Extracted records
--------------------------------
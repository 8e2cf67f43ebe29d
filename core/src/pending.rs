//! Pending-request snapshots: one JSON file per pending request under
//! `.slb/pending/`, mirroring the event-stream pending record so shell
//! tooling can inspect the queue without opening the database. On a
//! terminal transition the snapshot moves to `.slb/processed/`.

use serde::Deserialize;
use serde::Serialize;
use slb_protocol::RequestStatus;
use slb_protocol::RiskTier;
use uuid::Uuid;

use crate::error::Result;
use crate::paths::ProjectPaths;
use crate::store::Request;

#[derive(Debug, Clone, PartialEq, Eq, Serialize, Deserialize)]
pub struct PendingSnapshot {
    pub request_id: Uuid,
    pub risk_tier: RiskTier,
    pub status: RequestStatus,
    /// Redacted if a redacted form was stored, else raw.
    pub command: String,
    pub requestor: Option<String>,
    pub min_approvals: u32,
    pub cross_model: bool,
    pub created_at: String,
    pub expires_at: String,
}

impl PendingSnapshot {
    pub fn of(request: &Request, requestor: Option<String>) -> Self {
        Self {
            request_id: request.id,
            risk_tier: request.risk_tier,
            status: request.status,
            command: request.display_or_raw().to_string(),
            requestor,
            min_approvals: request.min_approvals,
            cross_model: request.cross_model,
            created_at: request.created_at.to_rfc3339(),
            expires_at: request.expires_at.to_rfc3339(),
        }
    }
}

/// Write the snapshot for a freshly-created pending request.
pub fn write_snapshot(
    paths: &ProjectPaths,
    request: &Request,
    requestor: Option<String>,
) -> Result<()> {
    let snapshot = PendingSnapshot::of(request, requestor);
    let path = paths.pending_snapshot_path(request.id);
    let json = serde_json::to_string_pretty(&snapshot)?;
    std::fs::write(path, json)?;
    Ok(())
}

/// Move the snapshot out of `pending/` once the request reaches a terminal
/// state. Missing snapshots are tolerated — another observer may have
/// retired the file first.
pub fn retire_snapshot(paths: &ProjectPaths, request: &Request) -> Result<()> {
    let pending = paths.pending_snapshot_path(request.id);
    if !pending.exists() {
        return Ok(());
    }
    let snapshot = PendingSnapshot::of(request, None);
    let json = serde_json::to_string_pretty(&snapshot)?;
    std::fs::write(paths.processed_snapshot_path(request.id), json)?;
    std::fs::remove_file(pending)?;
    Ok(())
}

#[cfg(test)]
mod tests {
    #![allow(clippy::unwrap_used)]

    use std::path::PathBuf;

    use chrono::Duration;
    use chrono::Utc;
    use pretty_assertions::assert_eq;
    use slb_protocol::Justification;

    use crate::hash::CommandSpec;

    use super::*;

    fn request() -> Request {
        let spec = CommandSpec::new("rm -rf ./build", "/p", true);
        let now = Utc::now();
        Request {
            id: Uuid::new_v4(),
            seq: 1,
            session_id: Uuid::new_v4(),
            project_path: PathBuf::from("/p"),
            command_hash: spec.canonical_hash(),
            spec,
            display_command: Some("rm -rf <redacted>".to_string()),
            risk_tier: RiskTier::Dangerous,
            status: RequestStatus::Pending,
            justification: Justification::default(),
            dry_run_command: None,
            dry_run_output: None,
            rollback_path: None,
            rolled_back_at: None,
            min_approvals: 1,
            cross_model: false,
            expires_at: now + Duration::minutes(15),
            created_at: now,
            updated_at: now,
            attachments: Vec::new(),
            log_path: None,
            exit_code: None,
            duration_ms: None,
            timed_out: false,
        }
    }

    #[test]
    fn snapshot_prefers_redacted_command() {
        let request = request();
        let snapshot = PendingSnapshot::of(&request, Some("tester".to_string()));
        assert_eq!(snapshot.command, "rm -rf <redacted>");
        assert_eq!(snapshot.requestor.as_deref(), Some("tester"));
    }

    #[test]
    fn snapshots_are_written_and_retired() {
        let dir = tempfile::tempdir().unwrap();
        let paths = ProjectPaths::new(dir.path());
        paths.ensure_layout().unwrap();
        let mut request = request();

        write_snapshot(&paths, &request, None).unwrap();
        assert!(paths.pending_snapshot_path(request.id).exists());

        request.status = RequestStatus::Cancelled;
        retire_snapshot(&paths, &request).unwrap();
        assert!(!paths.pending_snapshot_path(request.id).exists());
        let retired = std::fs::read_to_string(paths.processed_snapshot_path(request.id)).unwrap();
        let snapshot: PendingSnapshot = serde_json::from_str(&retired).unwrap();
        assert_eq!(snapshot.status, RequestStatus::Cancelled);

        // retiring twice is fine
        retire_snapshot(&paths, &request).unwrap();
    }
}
--------------------------------
### TASK PROMPT
Output the data in full, precisely as it appears above.

### RESPONSE
repository 8e2cf67f43ebe29d
filename core/src/pending.rs
//! Pending-request snapshots: one JSON file per pending request under
//! `.slb/pending/`, mirroring the event-stream pending record so shell
//! tooling can inspect the queue without opening the database. On a
//! terminal transition the snapshot moves to `.slb/processed/`.

use serde::Deserialize;
use serde::Serialize;
use slb_protocol::RequestStatus;
use slb_protocol::RiskTier;
use uuid::Uuid;

use crate::error::Result;
use crate::paths::ProjectPaths;
use crate::store::Request;

#[derive(Debug, Clone, PartialEq, Eq, Serialize, Deserialize)]
pub struct PendingSnapshot {
    pub request_id: Uuid,
    pub risk_tier: RiskTier,
    pub status: RequestStatus,
    /// Redacted if a redacted form was stored, else raw.
    pub command: String,
    pub requestor: Option<String>,
    pub min_approvals: u32,
    pub cross_model: bool,
    pub created_at: String,
    pub expires_at: String,
}

impl PendingSnapshot {
    pub fn of(request: &Request, requestor: Option<String>) -> Self {
        Self {
            request_id: request.id,
            risk_tier: request.risk_tier,
            status: request.status,
            command: request.display_or_raw().to_string(),
            requestor,
            min_approvals: request.min_approvals,
            cross_model: request.cross_model,
            created_at: request.created_at.to_rfc3339(),
            expires_at: request.expires_at.to_rfc3339(),
        }
    }
}

/// Write the snapshot for a freshly-created pending request.
pub fn write_snapshot(
    paths: &ProjectPaths,
    request: &Request,
    requestor: Option<String>,
) -> Result<()> {
    let snapshot = PendingSnapshot::of(request, requestor);
    let path = paths.pending_snapshot_path(request.id);
    let json = serde_json::to_string_pretty(&snapshot)?;
    std::fs::write(path, json)?;
    Ok(())
}

/// Move the snapshot out of `pending/` once the request reaches a terminal
/// state. Missing snapshots are tolerated — another observer may have
/// retired the file first.
pub fn retire_snapshot(paths: &ProjectPaths, request: &Request) -> Result<()> {
    let pending = paths.pending_snapshot_path(request.id);
    if !pending.exists() {
        return Ok(());
    }
    let snapshot = PendingSnapshot::of(request, None);
    let json = serde_json::to_string_pretty(&snapshot)?;
    std::fs::write(paths.processed_snapshot_path(request.id), json)?;
    std::fs::remove_file(pending)?;
    Ok(())
}

#[cfg(test)]
mod tests {
    #![allow(clippy::unwrap_used)]

    use std::path::PathBuf;

    use chrono::Duration;
    use chrono::Utc;
    use pretty_assertions::assert_eq;
    use slb_protocol::Justification;

    use crate::hash::CommandSpec;

    use super::*;

    fn request() -> Request {
        let spec = CommandSpec::new("rm -rf ./build", "/p", true);
        let now = Utc::now();
        Request {
            id: Uuid::new_v4(),
            seq: 1,
            session_id: Uuid::new_v4(),
            project_path: PathBuf::from("/p"),
            command_hash: spec.canonical_hash(),
            spec,
            display_command: Some("rm -rf <redacted>".to_string()),
            risk_tier: RiskTier::Dangerous,
            status: RequestStatus::Pending,
            justification: Justification::default(),
            dry_run_command: None,
            dry_run_output: None,
            rollback_path: None,
            rolled_back_at: None,
            min_approvals: 1,
            cross_model: false,
            expires_at: now + Duration::minutes(15),
            created_at: now,
            updated_at: now,
            attachments: Vec::new(),
            log_path: None,
            exit_code: None,
            duration_ms: None,
            timed_out: false,
        }
    }

    #[test]
    fn snapshot_prefers_redacted_command() {
        let request = request();
        let snapshot = PendingSnapshot::of(&request, Some("tester".to_string()));
        assert_eq!(snapshot.command, "rm -rf <redacted>");
        assert_eq!(snapshot.requestor.as_deref(), Some("tester"));
    }

    #[test]
    fn snapshots_are_written_and_retired() {
        let dir = tempfile::tempdir().unwrap();
        let paths = ProjectPaths::new(dir.path());
        paths.ensure_layout().unwrap();
        let mut request = request();

        write_snapshot(&paths, &request, None).unwrap();
        assert!(paths.pending_snapshot_path(request.id).exists());

        request.status = RequestStatus::Cancelled;
        retire_snapshot(&paths, &request).unwrap();
        assert!(!paths.pending_snapshot_path(request.id).exists());
        let retired = std::fs::read_to_string(paths.processed_snapshot_path(request.id)).unwrap();
        let snapshot: PendingSnapshot = serde_json::from_str(&retired).unwrap();
        assert_eq!(snapshot.status, RequestStatus::Cancelled);

        // retiring twice is fine
        retire_snapshot(&paths, &request).unwrap();
    }
}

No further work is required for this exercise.